§ TASK OBJECTIVE: Report only the number of lines in this material that include "known".

§ SUPPLIED ENTRIES:
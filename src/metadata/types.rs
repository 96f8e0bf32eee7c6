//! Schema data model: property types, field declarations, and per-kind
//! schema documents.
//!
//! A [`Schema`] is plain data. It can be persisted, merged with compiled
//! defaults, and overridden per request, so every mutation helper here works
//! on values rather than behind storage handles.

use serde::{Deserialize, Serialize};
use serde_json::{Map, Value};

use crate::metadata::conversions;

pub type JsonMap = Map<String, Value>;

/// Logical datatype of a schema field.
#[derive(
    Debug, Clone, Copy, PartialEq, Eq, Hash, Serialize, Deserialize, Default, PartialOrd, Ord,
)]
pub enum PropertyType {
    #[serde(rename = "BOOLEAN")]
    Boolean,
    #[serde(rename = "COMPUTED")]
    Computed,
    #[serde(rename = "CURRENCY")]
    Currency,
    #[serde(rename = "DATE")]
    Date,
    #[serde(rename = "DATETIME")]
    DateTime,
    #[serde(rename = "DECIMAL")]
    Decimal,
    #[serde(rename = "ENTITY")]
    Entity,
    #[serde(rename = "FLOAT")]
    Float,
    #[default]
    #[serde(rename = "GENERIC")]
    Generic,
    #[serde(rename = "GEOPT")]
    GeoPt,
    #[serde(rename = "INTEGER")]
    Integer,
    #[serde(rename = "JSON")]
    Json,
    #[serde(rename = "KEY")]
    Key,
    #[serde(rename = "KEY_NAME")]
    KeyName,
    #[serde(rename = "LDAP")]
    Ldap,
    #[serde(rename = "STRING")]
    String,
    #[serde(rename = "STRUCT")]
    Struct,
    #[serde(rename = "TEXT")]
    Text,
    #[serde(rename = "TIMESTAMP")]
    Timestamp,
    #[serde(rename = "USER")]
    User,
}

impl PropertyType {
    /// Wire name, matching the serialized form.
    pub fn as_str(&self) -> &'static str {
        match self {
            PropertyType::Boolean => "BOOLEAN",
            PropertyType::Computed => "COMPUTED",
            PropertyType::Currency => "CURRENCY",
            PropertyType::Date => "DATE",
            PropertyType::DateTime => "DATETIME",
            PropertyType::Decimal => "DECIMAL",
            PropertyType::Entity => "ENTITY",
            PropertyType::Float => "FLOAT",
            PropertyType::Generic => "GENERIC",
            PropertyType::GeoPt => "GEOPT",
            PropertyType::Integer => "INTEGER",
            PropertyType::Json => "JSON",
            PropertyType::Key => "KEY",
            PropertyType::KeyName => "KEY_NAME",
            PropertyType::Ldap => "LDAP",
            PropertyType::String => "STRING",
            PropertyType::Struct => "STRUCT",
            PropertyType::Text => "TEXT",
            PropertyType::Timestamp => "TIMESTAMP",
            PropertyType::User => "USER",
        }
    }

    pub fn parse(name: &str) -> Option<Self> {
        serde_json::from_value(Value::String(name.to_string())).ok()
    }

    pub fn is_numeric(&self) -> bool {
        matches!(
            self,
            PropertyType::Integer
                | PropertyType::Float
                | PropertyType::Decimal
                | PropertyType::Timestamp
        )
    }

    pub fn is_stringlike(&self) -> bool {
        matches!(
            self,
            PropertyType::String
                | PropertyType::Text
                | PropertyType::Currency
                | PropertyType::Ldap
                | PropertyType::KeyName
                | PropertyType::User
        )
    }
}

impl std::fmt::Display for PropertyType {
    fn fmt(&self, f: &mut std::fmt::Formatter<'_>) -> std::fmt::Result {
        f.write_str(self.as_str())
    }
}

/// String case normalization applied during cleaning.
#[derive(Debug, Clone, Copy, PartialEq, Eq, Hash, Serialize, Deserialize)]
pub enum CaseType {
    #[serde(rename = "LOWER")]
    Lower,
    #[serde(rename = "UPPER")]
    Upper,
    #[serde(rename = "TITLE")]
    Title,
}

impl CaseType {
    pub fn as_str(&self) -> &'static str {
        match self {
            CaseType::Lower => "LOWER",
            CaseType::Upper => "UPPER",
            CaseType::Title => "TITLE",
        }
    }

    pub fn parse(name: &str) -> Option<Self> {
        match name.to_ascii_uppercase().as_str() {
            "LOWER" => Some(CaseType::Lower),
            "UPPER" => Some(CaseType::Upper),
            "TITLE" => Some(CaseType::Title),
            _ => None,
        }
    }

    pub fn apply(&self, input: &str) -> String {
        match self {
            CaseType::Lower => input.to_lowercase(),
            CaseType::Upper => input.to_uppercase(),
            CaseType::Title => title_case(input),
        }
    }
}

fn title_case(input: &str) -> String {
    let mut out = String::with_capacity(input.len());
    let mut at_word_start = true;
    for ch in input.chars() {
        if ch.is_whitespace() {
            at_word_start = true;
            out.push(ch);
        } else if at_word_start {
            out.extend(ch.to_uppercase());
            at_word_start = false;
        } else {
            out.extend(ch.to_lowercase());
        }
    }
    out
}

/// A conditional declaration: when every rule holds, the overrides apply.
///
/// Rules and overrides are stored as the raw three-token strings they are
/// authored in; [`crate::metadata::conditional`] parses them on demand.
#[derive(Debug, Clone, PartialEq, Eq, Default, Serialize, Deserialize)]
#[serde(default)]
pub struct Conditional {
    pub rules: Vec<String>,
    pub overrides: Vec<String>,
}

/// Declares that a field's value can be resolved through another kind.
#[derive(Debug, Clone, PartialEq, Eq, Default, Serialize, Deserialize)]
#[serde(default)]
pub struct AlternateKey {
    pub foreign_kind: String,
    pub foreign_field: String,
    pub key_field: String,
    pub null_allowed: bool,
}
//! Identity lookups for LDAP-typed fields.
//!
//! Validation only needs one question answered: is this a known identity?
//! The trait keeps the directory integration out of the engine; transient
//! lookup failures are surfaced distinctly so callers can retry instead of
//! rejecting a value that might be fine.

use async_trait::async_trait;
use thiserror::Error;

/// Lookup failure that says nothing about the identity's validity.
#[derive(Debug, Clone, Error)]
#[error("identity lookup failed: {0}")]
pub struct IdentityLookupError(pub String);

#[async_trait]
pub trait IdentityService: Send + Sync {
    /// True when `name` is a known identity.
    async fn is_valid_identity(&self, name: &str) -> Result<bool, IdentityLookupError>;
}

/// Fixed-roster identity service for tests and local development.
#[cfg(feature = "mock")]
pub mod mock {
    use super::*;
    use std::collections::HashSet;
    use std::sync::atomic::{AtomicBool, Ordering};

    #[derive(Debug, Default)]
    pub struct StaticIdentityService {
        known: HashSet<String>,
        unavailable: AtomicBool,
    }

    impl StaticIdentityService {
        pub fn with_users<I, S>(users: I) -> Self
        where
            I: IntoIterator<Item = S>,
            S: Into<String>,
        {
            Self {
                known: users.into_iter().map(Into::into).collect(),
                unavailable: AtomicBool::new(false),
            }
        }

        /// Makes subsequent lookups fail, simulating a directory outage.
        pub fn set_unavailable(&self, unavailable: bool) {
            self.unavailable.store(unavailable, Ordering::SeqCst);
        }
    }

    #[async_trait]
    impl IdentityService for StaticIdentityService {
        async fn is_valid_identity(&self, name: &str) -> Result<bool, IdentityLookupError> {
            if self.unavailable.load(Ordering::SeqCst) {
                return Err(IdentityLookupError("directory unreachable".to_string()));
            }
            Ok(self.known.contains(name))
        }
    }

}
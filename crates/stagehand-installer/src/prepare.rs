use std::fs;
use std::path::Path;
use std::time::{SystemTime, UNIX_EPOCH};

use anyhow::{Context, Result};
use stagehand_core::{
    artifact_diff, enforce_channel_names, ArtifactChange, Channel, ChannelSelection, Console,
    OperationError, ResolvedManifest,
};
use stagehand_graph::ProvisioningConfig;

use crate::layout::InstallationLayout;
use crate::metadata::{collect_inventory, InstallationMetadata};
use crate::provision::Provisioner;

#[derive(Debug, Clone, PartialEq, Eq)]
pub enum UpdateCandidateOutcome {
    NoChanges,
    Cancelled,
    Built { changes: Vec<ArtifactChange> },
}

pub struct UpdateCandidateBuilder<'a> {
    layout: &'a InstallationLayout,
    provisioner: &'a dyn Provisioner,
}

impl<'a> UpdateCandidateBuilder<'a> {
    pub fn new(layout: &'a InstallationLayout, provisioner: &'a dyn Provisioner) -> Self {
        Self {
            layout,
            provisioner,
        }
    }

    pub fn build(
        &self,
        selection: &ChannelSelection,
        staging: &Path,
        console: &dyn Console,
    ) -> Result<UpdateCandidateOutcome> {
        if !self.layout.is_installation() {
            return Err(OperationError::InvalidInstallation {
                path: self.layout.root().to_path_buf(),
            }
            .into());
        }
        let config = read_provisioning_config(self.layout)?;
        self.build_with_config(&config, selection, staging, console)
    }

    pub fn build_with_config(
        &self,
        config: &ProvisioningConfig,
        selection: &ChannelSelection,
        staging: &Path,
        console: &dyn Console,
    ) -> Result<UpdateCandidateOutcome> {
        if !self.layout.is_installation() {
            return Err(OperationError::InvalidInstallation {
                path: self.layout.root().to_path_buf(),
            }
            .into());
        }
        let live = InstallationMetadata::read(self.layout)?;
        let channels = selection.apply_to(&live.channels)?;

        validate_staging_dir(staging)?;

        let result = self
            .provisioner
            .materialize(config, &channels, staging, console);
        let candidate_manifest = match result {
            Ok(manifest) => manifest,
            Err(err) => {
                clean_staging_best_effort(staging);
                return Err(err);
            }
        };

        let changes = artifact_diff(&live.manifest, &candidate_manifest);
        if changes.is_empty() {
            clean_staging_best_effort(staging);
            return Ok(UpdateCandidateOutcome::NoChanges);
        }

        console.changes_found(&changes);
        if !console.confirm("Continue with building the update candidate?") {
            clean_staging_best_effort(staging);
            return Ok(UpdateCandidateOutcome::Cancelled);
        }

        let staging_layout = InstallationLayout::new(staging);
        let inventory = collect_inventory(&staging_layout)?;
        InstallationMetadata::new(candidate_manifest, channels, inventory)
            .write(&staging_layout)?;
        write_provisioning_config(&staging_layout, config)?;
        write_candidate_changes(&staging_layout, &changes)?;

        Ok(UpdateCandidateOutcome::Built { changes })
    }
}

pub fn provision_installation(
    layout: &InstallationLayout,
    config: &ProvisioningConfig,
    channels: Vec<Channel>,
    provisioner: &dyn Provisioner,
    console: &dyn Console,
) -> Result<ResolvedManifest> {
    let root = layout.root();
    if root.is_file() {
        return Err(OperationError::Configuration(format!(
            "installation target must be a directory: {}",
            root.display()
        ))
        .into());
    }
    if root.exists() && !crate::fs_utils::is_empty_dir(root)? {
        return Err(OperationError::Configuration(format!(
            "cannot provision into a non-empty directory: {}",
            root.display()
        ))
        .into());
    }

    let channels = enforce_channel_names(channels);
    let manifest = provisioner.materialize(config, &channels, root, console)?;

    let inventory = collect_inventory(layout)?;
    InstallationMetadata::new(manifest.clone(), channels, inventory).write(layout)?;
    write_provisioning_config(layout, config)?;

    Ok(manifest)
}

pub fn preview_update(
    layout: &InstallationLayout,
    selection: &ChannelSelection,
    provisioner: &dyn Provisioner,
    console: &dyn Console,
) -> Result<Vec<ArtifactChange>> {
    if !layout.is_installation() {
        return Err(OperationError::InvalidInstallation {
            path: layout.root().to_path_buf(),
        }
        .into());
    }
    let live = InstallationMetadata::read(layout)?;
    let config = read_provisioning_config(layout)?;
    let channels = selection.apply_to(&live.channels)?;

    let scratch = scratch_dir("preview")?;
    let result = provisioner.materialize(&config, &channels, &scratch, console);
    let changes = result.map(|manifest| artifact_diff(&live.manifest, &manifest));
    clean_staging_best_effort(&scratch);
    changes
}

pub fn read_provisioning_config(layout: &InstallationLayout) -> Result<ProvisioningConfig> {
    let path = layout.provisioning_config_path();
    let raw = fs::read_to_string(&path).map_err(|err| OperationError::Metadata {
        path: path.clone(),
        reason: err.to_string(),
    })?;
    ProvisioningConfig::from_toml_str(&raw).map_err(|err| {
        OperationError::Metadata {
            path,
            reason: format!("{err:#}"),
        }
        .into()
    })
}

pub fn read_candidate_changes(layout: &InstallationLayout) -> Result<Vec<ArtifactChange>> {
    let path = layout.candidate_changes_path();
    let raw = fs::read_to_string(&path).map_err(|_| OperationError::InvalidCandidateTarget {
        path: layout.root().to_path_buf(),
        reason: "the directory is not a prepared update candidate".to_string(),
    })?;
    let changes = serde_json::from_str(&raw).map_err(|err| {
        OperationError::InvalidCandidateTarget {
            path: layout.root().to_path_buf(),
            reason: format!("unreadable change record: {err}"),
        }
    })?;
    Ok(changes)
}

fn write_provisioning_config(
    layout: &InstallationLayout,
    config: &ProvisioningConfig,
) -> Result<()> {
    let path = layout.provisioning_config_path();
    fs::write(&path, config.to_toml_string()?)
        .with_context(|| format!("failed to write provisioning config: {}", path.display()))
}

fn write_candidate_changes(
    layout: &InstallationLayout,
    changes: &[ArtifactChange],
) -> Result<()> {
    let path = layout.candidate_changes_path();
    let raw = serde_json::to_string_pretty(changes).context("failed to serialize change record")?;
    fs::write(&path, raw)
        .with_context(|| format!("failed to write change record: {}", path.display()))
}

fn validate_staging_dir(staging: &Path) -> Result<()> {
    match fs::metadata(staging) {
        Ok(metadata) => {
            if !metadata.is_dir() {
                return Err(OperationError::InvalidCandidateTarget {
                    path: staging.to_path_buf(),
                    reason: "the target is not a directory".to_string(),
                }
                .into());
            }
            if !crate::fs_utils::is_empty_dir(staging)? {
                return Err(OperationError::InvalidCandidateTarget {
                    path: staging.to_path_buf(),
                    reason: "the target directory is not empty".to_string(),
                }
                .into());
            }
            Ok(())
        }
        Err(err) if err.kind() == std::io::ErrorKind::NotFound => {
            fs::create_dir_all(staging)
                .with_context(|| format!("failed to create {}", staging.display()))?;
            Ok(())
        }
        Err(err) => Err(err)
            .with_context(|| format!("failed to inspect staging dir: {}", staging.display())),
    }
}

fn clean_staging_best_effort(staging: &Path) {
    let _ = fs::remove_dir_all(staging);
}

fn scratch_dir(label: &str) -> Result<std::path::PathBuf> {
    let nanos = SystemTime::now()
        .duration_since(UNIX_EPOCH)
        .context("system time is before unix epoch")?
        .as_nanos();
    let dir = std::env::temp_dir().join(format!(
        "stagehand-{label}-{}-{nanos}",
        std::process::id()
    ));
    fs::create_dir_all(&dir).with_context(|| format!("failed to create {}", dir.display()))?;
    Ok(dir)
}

§ RESULT: 5